**Task to complete**.
Write out again, exactly as they stand, the line that includes "not an average." and all remaining lines of the entries.

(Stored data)
┌──

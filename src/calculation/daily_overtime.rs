//! Daily overtime detection.
//!
//! This module splits a day's total hours into regular and overtime portions.
//! Overtime is always determined per day first: a technician working 10h on
//! one day and 6h on another owes 2h of daily overtime, not an average.

use rust_decimal::Decimal;
use serde::{Deserialize, Serialize};

/// Default daily regular-hours threshold.
pub const DEFAULT_DAILY_OVERTIME_THRESHOLD: Decimal = Decimal::from_parts(8, 0, 0, false, 0);

/// A day's hours split at the daily threshold.
///
/// `regular + overtime` always equals the (non-negative) hours that were split.
#[derive(Debug, Clone, Copy, PartialEq, Eq, Serialize, Deserialize)]
pub struct DailySplit {
    /// Hours up to the threshold.
    pub regular: Decimal,
    /// Hours beyond the threshold.
    pub overtime: Decimal,
}

/// Splits a day's hours into regular and overtime.
///
/// `regular = min(threshold, hours)` and `overtime = max(0, hours -
/// threshold)`. Negative hours are treated as zero.
///
/// # Examples
///
/// ## Day at threshold (no overtime)
///
/// ```
/// use hours_engine::calculation::{split_daily_hours, DEFAULT_DAILY_OVERTIME_THRESHOLD};
/// use rust_decimal::Decimal;
///
/// let split = split_daily_hours(Decimal::from(8), DEFAULT_DAILY_OVERTIME_THRESHOLD);
/// assert_eq!(split.regular, Decimal::from(8));
/// assert_eq!(split.overtime, Decimal::ZERO);
/// ```
///
/// ## Day exceeding threshold
///
/// ```
/// use hours_engine::calculation::{split_daily_hours, DEFAULT_DAILY_OVERTIME_THRESHOLD};
/// use rust_decimal::Decimal;
///
/// let split = split_daily_hours(Decimal::from(10), DEFAULT_DAILY_OVERTIME_THRESHOLD);
/// assert_eq!(split.regular, Decimal::from(8));
/// assert_eq!(split.overtime, Decimal::from(2));
/// ```
pub fn split_daily_hours(hours: Decimal, threshold: Decimal) -> DailySplit {
    let hours = hours.max(Decimal::ZERO);
    let threshold = threshold.max(Decimal::ZERO);

    if hours <= threshold {
        DailySplit {
            regular: hours,
            overtime: Decimal::ZERO,
        }
    } else {
        DailySplit {
            regular: threshold,
            overtime: hours - threshold,
        }
    }
}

└──

**Answer box**.
//! one day and 6h on another owes 2h of daily overtime, not an average.

use rust_decimal::Decimal;
use serde::{Deserialize, Serialize};

/// Default daily regular-hours threshold.
pub const DEFAULT_DAILY_OVERTIME_THRESHOLD: Decimal = Decimal::from_parts(8, 0, 0, false, 0);

/// A day's hours split at the daily threshold.
///
/// `regular + overtime` always equals the (non-negative) hours that were split.
#[derive(Debug, Clone, Copy, PartialEq, Eq, Serialize, Deserialize)]
pub struct DailySplit {
    /// Hours up to the threshold.
    pub regular: Decimal,
    /// Hours beyond the threshold.
    pub overtime: Decimal,
}

/// Splits a day's hours into regular and overtime.
///
/// `regular = min(threshold, hours)` and `overtime = max(0, hours -
/// threshold)`. Negative hours are treated as zero.
///
/// # Examples
///
/// ## Day at threshold (no overtime)
///
/// ```
/// use hours_engine::calculation::{split_daily_hours, DEFAULT_DAILY_OVERTIME_THRESHOLD};
/// use rust_decimal::Decimal;
///
/// let split = split_daily_hours(Decimal::from(8), DEFAULT_DAILY_OVERTIME_THRESHOLD);
/// assert_eq!(split.regular, Decimal::from(8));
/// assert_eq!(split.overtime, Decimal::ZERO);
/// ```
///
/// ## Day exceeding threshold
///
/// ```
/// use hours_engine::calculation::{split_daily_hours, DEFAULT_DAILY_OVERTIME_THRESHOLD};
/// use rust_decimal::Decimal;
///
/// let split = split_daily_hours(Decimal::from(10), DEFAULT_DAILY_OVERTIME_THRESHOLD);
/// assert_eq!(split.regular, Decimal::from(8));
/// assert_eq!(split.overtime, Decimal::from(2));
/// ```
pub fn split_daily_hours(hours: Decimal, threshold: Decimal) -> DailySplit {
    let hours = hours.max(Decimal::ZERO);
    let threshold = threshold.max(Decimal::ZERO);

    if hours <= threshold {
        DailySplit {
            regular: hours,
            overtime: Decimal::ZERO,
        }
    } else {
        DailySplit {
            regular: threshold,
            overtime: hours - threshold,
        }
    }
}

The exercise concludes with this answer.